By Dorianne Pollack, disability resources coordinator
I spent almost all of my childhood and young adult life trying to hide my disability from others. After all, if anyone knew I had a disability, they wouldn’t play with me, choose me to be on their team for kickball, and as I got older, date me, include me in a club, or believe that I was smart.
You couldn’t see my disability when I was young. The advantage to this is that I could pretend that I didn’t have a disability. No one had to know that I was limited.
The disadvantage to my hidden disability was that I had to pretend that I was normal.
My self image was formed by what others thought of me. Every social exposure to the world was precluded by the worry that someone would know my secret. Or that I wouldn’t be able to participate in an activity. I could never leave the house with a carefree feeling of confidence.
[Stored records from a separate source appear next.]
use crate::cli::commands::CommandDefinition;
use crate::cli::core::{CommandError, CommandResult, ShellContext};
use crate::cli::help;
use crate::cli::io;
use crate::cli::output::section as output_section;
use crate::utils::build_info;

pub(crate) fn definitions() -> Vec<CommandDefinition> {
    vec![
        CommandDefinition::new(
            "help",
            "Show available commands",
            "help [command]",
            cmd_help,
        ),
        CommandDefinition::new("version", "Show build metadata", "version", cmd_version),
        CommandDefinition::new("exit", "Exit the shell", "exit", cmd_exit),
    ]
}

fn cmd_version(context: &mut ShellContext, _args: &[&str]) -> CommandResult {
    let meta = build_info::current();
    output_section(format!("Impulse Stopper {}", meta.version));
    io::print_info(format!(
        "  Build hash   : {} ({})",
        meta.git_hash, meta.git_status
    ));
    io::print_info(format!("  Built at     : {}", meta.timestamp));
    io::print_info(format!("  Target       : {}", meta.target));
    io::print_info(format!("  Profile      : {}", meta.profile));
    io::print_info(format!(
        "  Config file  : {}",
        context.config_manager.config_path().display()
    ));
    io::print_info(format!(
        "  Data dir     : {}",
        context.config.resolve_data_dir().display()
    ));
    Ok(())
}

fn cmd_help(context: &mut ShellContext, args: &[&str]) -> CommandResult {
    if let Some(name) = args.first().map(|name| name.to_lowercase()) {
        if let Some(command) = context.command(&name) {
            help::print_command(command);
        } else {
            context.suggest_command(args[0]);
        }
        return Ok(());
    }

    help::print_overview(&context.registry);
    Ok(())
}

fn cmd_exit(_context: &mut ShellContext, _args: &[&str]) -> CommandResult {
    Err(CommandError::ExitRequested)
}
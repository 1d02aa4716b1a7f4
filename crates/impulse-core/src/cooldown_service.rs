//! Cooldown timer lifecycle: start, query, resolve.
//!
//! Timers are evaluated lazily against the clock; nothing fires at expiry.
//! An expired timer stays unresolved until the user picks an outcome.

use std::sync::Arc;

use chrono::Duration;
use tracing::{debug, info, warn};
use uuid::Uuid;

use impulse_domain::{CooldownTimer, Expense, PurchaseCandidate, TimerDuration};

use crate::{
    repository::{ExpenseRepository, TimerRepository},
    time::Clock,
    CoreError,
};

#[derive(Clone)]
pub struct CooldownService {
    timers: TimerRepository,
    expenses: ExpenseRepository,
    clock: Arc<dyn Clock>,
}

impl CooldownService {
    pub fn new(timers: TimerRepository, expenses: ExpenseRepository, clock: Arc<dyn Clock>) -> Self {
        Self {
            timers,
            expenses,
            clock,
        }
    }

    /// Builds a timer for `candidate` starting now and persists it.
    pub fn start(
        &self,
        candidate: &PurchaseCandidate,
        duration: TimerDuration,
    ) -> Result<CooldownTimer, CoreError> {
        let timer = CooldownTimer::new(candidate, duration, self.clock.now());
        self.begin(timer)
    }

    /// Persists an already constructed timer.
    ///
    /// Only one timer may be active at a time; a second one is rejected with
    /// [`CoreError::CooldownActive`].
    pub fn begin(&self, timer: CooldownTimer) -> Result<CooldownTimer, CoreError> {
        if let Some(active) = self.active() {
            return Err(CoreError::CooldownActive(active.id));
        }
        self.timers.append(timer.clone())?;
        info!(
            timer = %timer.id,
            amount = timer.amount,
            ends_at = %timer.end_time,
            "cooldown started"
        );
        Ok(timer)
    }

    /// First unresolved timer whose window has not closed yet.
    pub fn active(&self) -> Option<CooldownTimer> {
        let now = self.clock.now();
        self.timers
            .all()
            .into_iter()
            .find(|timer| timer.is_active(now))
    }

    /// Every timer still waiting for a decision, expired ones included.
    pub fn unresolved(&self) -> Vec<CooldownTimer> {
        self.timers
            .all()
            .into_iter()
            .filter(|timer| !timer.completed)
            .collect()
    }

    pub fn find(&self, id: Uuid) -> Option<CooldownTimer> {
        self.timers.find(id)
    }

    pub fn remaining(&self, timer: &CooldownTimer) -> Duration {
        timer.remaining(self.clock.now())
    }

    /// Marks the timer completed and records the resulting expense.
    ///
    /// Resolving an already completed timer is a no-op and yields `None`.
    /// When the expense cannot be written the timer is reopened, so the
    /// call can be retried.
    pub fn resolve(&self, id: Uuid, avoided: bool) -> Result<Option<Expense>, CoreError> {
        let timer = self.timers.find(id).ok_or(CoreError::CooldownNotFound(id))?;
        if timer.completed {
            debug!(timer = %id, "cooldown already resolved");
            return Ok(None);
        }

        self.timers
            .update(id, |timer| timer.completed = true)?
            .ok_or(CoreError::CooldownNotFound(id))?;

        let expense = Expense::from_cooldown(&timer, avoided, self.clock.now());
        if let Err(err) = self.expenses.append(expense.clone()) {
            warn!(timer = %id, error = %err, "expense write failed; reopening cooldown");
            self.timers.update(id, |timer| timer.completed = false)?;
            return Err(err);
        }
        info!(timer = %id, expense = %expense.id, avoided, "cooldown resolved");
        Ok(Some(expense))
    }
}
The Civil Rights Movement and consequent laws came about, the 1960’s were in full swing, and an awareness of self and others began to become part of our consciousness and thinking.
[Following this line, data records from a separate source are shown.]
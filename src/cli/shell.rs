use std::{
    collections::HashMap,
    io::{self, BufRead},
    path::Path,
};

use rustyline::{
    completion::{Completer, Pair},
    error::ReadlineError,
    history::DefaultHistory,
    Cmd, Context as ReadlineContext, Editor, Helper, Highlighter, Hinter, KeyEvent, Validator,
};
use shell_words::{split, ParseError};
use tracing::{debug, warn};

use crate::cli::commands::CommandRegistry;
use crate::cli::core::{CliError, CliMode, CommandError, LoopControl, ShellContext};
use crate::cli::io as cli_io;
use crate::cli::output::info as output_info;

/// Set to run one command per stdin line without prompts.
pub const SCRIPT_ENV: &str = "IMPULSE_STOPPER_CLI_SCRIPT";

pub fn run_cli() -> Result<(), CliError> {
    let mode = if std::env::var_os(SCRIPT_ENV).is_some() {
        CliMode::Script
    } else {
        CliMode::Interactive
    };

    let mut context = ShellContext::new(mode)?;
    debug!(?mode, "shell started");

    match mode {
        CliMode::Interactive => run_interactive(&mut context),
        CliMode::Script => run_script(&mut context, io::stdin().lock()),
    }
}

fn run_interactive(context: &mut ShellContext) -> Result<(), CliError> {
    let mut editor = Editor::<CommandHelper, DefaultHistory>::new()?;
    editor.set_helper(Some(CommandHelper::from_registry(&context.registry)));
    editor.bind_sequence(KeyEvent::from('?'), Cmd::Complete);

    let history = context.history_path();
    if let Some(path) = history.as_deref().filter(|path| path.exists()) {
        if let Err(err) = editor.load_history(path) {
            warn!(path = %path.display(), error = %err, "could not load command history");
        }
    }

    output_info("Impulse Stopper. Type `help` to list commands, `?` to complete.");
    if let Some(timer) = context.tracker.active_cooldown() {
        cli_io::print_hint(format!(
            "A cooldown for {} is running. Type `cooldown` to see it.",
            context.amount(timer.amount)
        ));
    }

    while context.running {
        match editor.readline(&context.prompt()) {
            Ok(line) => {
                let trimmed = line.trim();
                if trimmed.is_empty() {
                    continue;
                }
                editor.add_history_entry(trimmed).ok();

                match handle_line(context, trimmed) {
                    Ok(LoopControl::Continue) => {}
                    Ok(LoopControl::Exit) => break,
                    Err(err) => context.report_error(err)?,
                }
            }
            Err(ReadlineError::Interrupted) => {
                if context.confirm_exit()? {
                    break;
                }
            }
            Err(ReadlineError::Eof) => {
                output_info("Exiting shell.");
                break;
            }
            Err(err) => return Err(err.into()),
        }
    }

    if let Some(path) = history.as_deref() {
        save_history(&mut editor, path);
    }
    Ok(())
}

fn save_history(editor: &mut Editor<CommandHelper, DefaultHistory>, path: &Path) {
    if let Err(err) = editor.save_history(path) {
        warn!(path = %path.display(), error = %err, "could not save command history");
    }
}

/// Runs one command per input line until the input ends or `exit` is read.
pub(crate) fn run_script<R: BufRead>(context: &mut ShellContext, input: R) -> Result<(), CliError> {
    for line in input.lines() {
        if !context.running {
            break;
        }
        let line = line?;
        match handle_line(context, &line) {
            Ok(LoopControl::Continue) => {}
            Ok(LoopControl::Exit) => break,
            Err(err) => context.report_error(err)?,
        }
    }
    Ok(())
}

pub(crate) fn handle_line(
    context: &mut ShellContext,
    line: &str,
) -> Result<LoopControl, CommandError> {
    let tokens = match parse_command_line(line) {
        Ok(tokens) => tokens,
        Err(err) => {
            cli_io::print_warning(err);
            return Ok(LoopControl::Continue);
        }
    };

    let Some(raw) = tokens.first() else {
        return Ok(LoopControl::Continue);
    };
    let command = raw.to_lowercase();
    let args: Vec<&str> = tokens.iter().skip(1).map(String::as_str).collect();

    context.last_command = Some(line.trim().to_string());

    match context.dispatch(&command, raw, &args) {
        Ok(LoopControl::Exit) => {
            context.running = false;
            Ok(LoopControl::Exit)
        }
        other => other,
    }
}

pub(crate) fn parse_command_line(input: &str) -> Result<Vec<String>, ParseError> {
    split(input)
}

/// Completes command names first, then each command's own argument table.
/// `help` completes command names in its argument slot.
#[derive(Helper, Hinter, Highlighter, Validator)]
struct CommandHelper {
    commands: Vec<&'static str>,
    arguments: HashMap<&'static str, Vec<Vec<&'static str>>>,
}

impl CommandHelper {
    fn from_registry(registry: &CommandRegistry) -> Self {
        Self {
            commands: registry.names().collect(),
            arguments: registry
                .iter()
                .map(|definition| (definition.name, definition.arguments.clone()))
                .collect(),
        }
    }

    /// Start offset of the word under the cursor and the matching candidates.
    fn candidates(&self, prefix: &str) -> (usize, Vec<&'static str>) {
        let start = prefix
            .rfind(char::is_whitespace)
            .map(|idx| idx + 1)
            .unwrap_or(0);
        let needle = prefix[start..].to_ascii_lowercase();
        let preceding: Vec<&str> = prefix[..start].split_whitespace().collect();

        let pool: &[&'static str] = match preceding.split_first() {
            None => &self.commands,
            Some((command, args)) => {
                let command = command.to_ascii_lowercase();
                if command == "help" && args.is_empty() {
                    &self.commands
                } else {
                    self.arguments
                        .get(command.as_str())
                        .and_then(|table| table.get(args.len()))
                        .map(Vec::as_slice)
                        .unwrap_or(&[])
                }
            }
        };

        let matches = pool
            .iter()
            .copied()
            .filter(|candidate| candidate.starts_with(&needle))
            .collect();
        (start, matches)
    }
}

impl Completer for CommandHelper {
    type Candidate = Pair;

    fn complete(
        &self,
        line: &str,
        pos: usize,
        _ctx: &ReadlineContext<'_>,
    ) -> rustyline::Result<(usize, Vec<Pair>)> {
        let (start, matches) = self.candidates(&line[..pos]);
        let pairs = matches
            .into_iter()
            .map(|candidate| Pair {
                display: candidate.to_string(),
                replacement: candidate.to_string(),
            })
            .collect();
        Ok((start, pairs))
    }
}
I still had a disability. I still tried to hide it. And I still felt as if I wasn’t as normal as my friends.
Then early in my teaching career, laws took center stage regarding children and adults with disabilities.
Education evolved to include all student learning. NO. Things were not and are not perfect. But the more we visit our social constructs of thinking and behaving, the closer we get to social solutions that suit all individuals. Not just those without disabilities.
I am so lucky to be working in the 21st century when the disability conversation is critical for all of us. And in a time when sharing our social stories can bring a positive change to all.